Abbreviation: FDR, false discovery rate.

Figure 1

Differentially methylated loci at birth associated with adolescent substance use. (a) Manhattan plot showing genome-wide associations between DNA methylation at birth and later substance use (age 14–18). The dotted line represents the false discovery rate (FDR)-correction threshold (i.e., loci above the line are considered significant). (b) Prospective association between the top differentially methylated locus at birth and later substance use. The X axis shows substance use factor scores, whereas the Y axis represents beta methylation values, adjusted for sex and cell-type proportions. (c) Gene network analysis using GeneMANIA. Black circles represent genes (n=60) associated with the 65 probes found to be related to adolescent substance use in the genome-wide analysis at birth. Gray circles represent additional genes predicted by GeneMANIA based on genetic and physical interactions, shared protein domains as well as protein co-expression data. The gene network analysis demonstrates that, rather than being isolated, these genes clustered into a complex interconnected network. (d) Significantly enriched biological processes (blue), molecular functions (purple) and cellular components (red), based on gene ontology (GO) analysis of 60 genes annotated to probes that predict substance use at birth (n=65; q<0.05). Circles represent GO terms that survive FDR correction and contain at least one gene. The X axis represents −log(10) P-values. The opacity of the circles indicates level of significance (darker=more significant). The size of the circles indicates the percentage of genes in our results for a given pathway compared with the total number of genes in the same pathway (i.e., larger size=larger %).

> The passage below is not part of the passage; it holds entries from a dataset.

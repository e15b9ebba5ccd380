//! The enumerated `error_code` values the auth API can return, plus the
//! few codes the client raises on its own.

use std::fmt;

use serde::{Deserialize, Serialize};

/// An `error_code` from a failed response.
///
/// Codes the client doesn't recognise decode to [`ErrorCode::Unknown`]
/// instead of failing the whole response. `#[serde(other)]` is what makes
/// that work: it must sit on a unit variant and catches any unmatched tag.
#[derive(Debug, Clone, Copy, PartialEq, Eq, Hash, Serialize, Deserialize)]
#[serde(rename_all = "SCREAMING_SNAKE_CASE")]
pub enum ErrorCode {
    // -- session --------------------------------------------------------
    /// Client-only: an operation needed a session and none was on record.
    NoSession,
    InvalidSession,
    SessionNotFound,
    SessionExpired,
    SessionLocked,
    SessionCreationFailed,
    MaxAttemptsExceeded,

    // -- contact validation ----------------------------------------------
    InvalidInput,
    InvalidEmail,
    InvalidEmailFormat,
    InvalidPhone,
    InvalidPhoneFormat,
    InvalidOtpMethod,
    EmailRequired,
    PhoneRequired,
    CustomerNotFound,
    CustomerNotFoundEmail,
    CustomerNotFoundPhone,
    ContactNotVerified,

    // -- OTP ------------------------------------------------------------
    InvalidOtp,
    /// Client-only: the code was not exactly six digits.
    InvalidOtpFormat,
    OtpExpired,
    OtpNotInitiated,
    OtpInitiationFailed,
    VerificationFailed,
    SendFailed,
    ResendFailed,

    // -- technical ------------------------------------------------------
    ServiceError,
    ServiceUnavailable,
    DatabaseError,
    NetworkError,
    TimeoutError,

    // -- state ------------------------------------------------------------
    InvalidState,
    RateLimited,
    AuthenticationRequired,

    #[serde(other)]
    Unknown,
}

impl ErrorCode {
    /// Codes that blame infrastructure rather than the user. Failures
    /// carrying one of these are retried with backoff.
    pub fn is_technical(self) -> bool {
        matches!(
            self,
            Self::ServiceError
                | Self::ServiceUnavailable
                | Self::DatabaseError
                | Self::NetworkError
                | Self::TimeoutError
                | Self::SendFailed
                | Self::ResendFailed
        )
    }

    /// Codes that mean "the input was malformed".
    pub fn is_validation(self) -> bool {
        matches!(
            self,
            Self::InvalidInput
                | Self::InvalidEmail
                | Self::InvalidEmailFormat
                | Self::InvalidPhone
                | Self::InvalidPhoneFormat
                | Self::InvalidOtpMethod
                | Self::InvalidOtpFormat
                | Self::EmailRequired
                | Self::PhoneRequired
        )
    }

    /// Codes after which the current session id is useless.
    pub fn invalidates_session(self) -> bool {
        matches!(
            self,
            Self::InvalidSession | Self::SessionNotFound | Self::SessionExpired
        )
    }

    /// The wire spelling, e.g. `"INVALID_OTP"`.
    pub fn as_str(self) -> &'static str {
        match self {
            Self::NoSession => "NO_SESSION",
            Self::InvalidSession => "INVALID_SESSION",
            Self::SessionNotFound => "SESSION_NOT_FOUND",
            Self::SessionExpired => "SESSION_EXPIRED",
            Self::SessionLocked => "SESSION_LOCKED",
            Self::SessionCreationFailed => "SESSION_CREATION_FAILED",
            Self::MaxAttemptsExceeded => "MAX_ATTEMPTS_EXCEEDED",
            Self::InvalidInput => "INVALID_INPUT",
            Self::InvalidEmail => "INVALID_EMAIL",
            Self::InvalidEmailFormat => "INVALID_EMAIL_FORMAT",
            Self::InvalidPhone => "INVALID_PHONE",
            Self::InvalidPhoneFormat => "INVALID_PHONE_FORMAT",
            Self::InvalidOtpMethod => "INVALID_OTP_METHOD",
            Self::EmailRequired => "EMAIL_REQUIRED",
            Self::PhoneRequired => "PHONE_REQUIRED",
            Self::CustomerNotFound => "CUSTOMER_NOT_FOUND",
            Self::CustomerNotFoundEmail => "CUSTOMER_NOT_FOUND_EMAIL",
            Self::CustomerNotFoundPhone => "CUSTOMER_NOT_FOUND_PHONE",
            Self::ContactNotVerified => "CONTACT_NOT_VERIFIED",
            Self::InvalidOtp => "INVALID_OTP",
            Self::InvalidOtpFormat => "INVALID_OTP_FORMAT",
            Self::OtpExpired => "OTP_EXPIRED",
            Self::OtpNotInitiated => "OTP_NOT_INITIATED",
            Self::OtpInitiationFailed => "OTP_INITIATION_FAILED",
            Self::VerificationFailed => "VERIFICATION_FAILED",
            Self::SendFailed => "SEND_FAILED",
            Self::ResendFailed => "RESEND_FAILED",
            Self::ServiceError => "SERVICE_ERROR",
            Self::ServiceUnavailable => "SERVICE_UNAVAILABLE",
            Self::DatabaseError => "DATABASE_ERROR",
            Self::NetworkError => "NETWORK_ERROR",
            Self::TimeoutError => "TIMEOUT_ERROR",
            Self::InvalidState => "INVALID_STATE",
            Self::RateLimited => "RATE_LIMITED",
            Self::AuthenticationRequired => "AUTHENTICATION_REQUIRED",
            Self::Unknown => "UNKNOWN",
        }
    }

    /// Fixed, human-readable text for showing this code to a customer.
    pub fn user_message(self) -> &'static str {
        match self {
            Self::NoSession | Self::InvalidSession | Self::SessionNotFound => {
                "Your session could not be found. Please start again."
            }
            Self::SessionExpired => {
                "Your session has expired. Please start again."
            }
            Self::SessionLocked | Self::MaxAttemptsExceeded => {
                "Too many failed attempts. Your session is temporarily locked."
            }
            Self::SessionCreationFailed => {
                "We couldn't start a verification session. Please contact support@swissbank.com."
            }
            Self::InvalidInput => {
                "Please provide either an email address or a phone number, not both."
            }
            Self::InvalidEmail | Self::InvalidEmailFormat => {
                "Please enter a valid email address."
            }
            Self::InvalidPhone | Self::InvalidPhoneFormat => {
                "Please enter a valid phone number (10 to 15 digits)."
            }
            Self::InvalidOtpMethod => "Please choose email or SMS for your code.",
            Self::EmailRequired => "An email address is required for email codes.",
            Self::PhoneRequired => "A phone number is required for SMS codes.",
            Self::CustomerNotFound
            | Self::CustomerNotFoundEmail
            | Self::CustomerNotFoundPhone => {
                "We couldn't find an account with those details."
            }
            Self::ContactNotVerified => {
                "Please verify your contact details before requesting a code."
            }
            Self::InvalidOtp | Self::VerificationFailed => {
                "That code is incorrect. Please try again."
            }
            Self::InvalidOtpFormat => "Please enter the 6-digit code.",
            Self::OtpExpired => "Your code has expired. Please request a new one.",
            Self::OtpNotInitiated => "Please request a verification code first.",
            Self::OtpInitiationFailed | Self::SendFailed => {
                "We couldn't send your code. Please try again."
            }
            Self::ResendFailed => "We couldn't resend your code. Please try again.",
            Self::ServiceError
            | Self::ServiceUnavailable
            | Self::DatabaseError => {
                "Our verification service is temporarily unavailable. Please try again."
            }
            Self::NetworkError => {
                "We couldn't reach the server. Please check your connection."
            }
            Self::TimeoutError => "The server took too long to respond. Please try again.",
            Self::InvalidState => {
                "This step isn't available right now. Please restart verification."
            }
            Self::RateLimited => "Too many requests. Please wait a moment and try again.",
            Self::AuthenticationRequired => "Please verify your identity to continue.",
            Self::Unknown => "Sorry, something went wrong. Please try again.",
        }
    }
}

impl fmt::Display for ErrorCode {
    fn fmt(&self, f: &mut fmt::Formatter<'_>) -> fmt::Result {
        f.write_str(self.as_str())
    }
}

DMPs were annotated to a total of 60 genes, which were examined further to identify underlying genetic networks and enriched biological pathways. On the basis of GeneMANIA analysis, 57 of the 60 genes were connected to form a compact cluster network (Figure 1c). Our gene ontology analysis also indicated that these genes are involved in a range of biological processes, including regulation of JAK-STAT cascade, vasoconstriction, cytokine-mediated signaling and axonogenesis (2.30E−18

Results from the Comb-p analysis indicated that there were no significant differentially methylated regions after genome-wide correction.

Follow-forward at age 7

None of the DMPs identified at birth continued to prospectively associate with adolescent substance use by age 7, after multiple correction (q>0.05; Supplementary Table 6). Two DMPs showed nominal associations (cg02404636 [SFI1]: Std B=0.21, P=0.001; cg20056324 [NEUROD4]: Std B=0.13, P=0.05), both following the same direction of effects observed at birth. Given this lack of temporal stability, we proceeded to test, for each DMP, how much DNAm levels at birth correlated with those at age 7 (that is, autocorrelation). We found that only 12 DMPs (18%) showed an autocorrelation significant at P<0.05, 11 of which were in the positive direction (across all DMPs: rmax=0.67; rmin=−0.13; rabsolute average=0.07). Interestingly, however, the pattern of intercorrelations across DMPs at age 7 resembled that observed at birth (Supplementary Figure 2). In other words, whereas DMPs typically did not correlate with themselves over time, the way in which they correlated with each-other within time points was very similar, potentially reflecting a similar underlying co-methylation network.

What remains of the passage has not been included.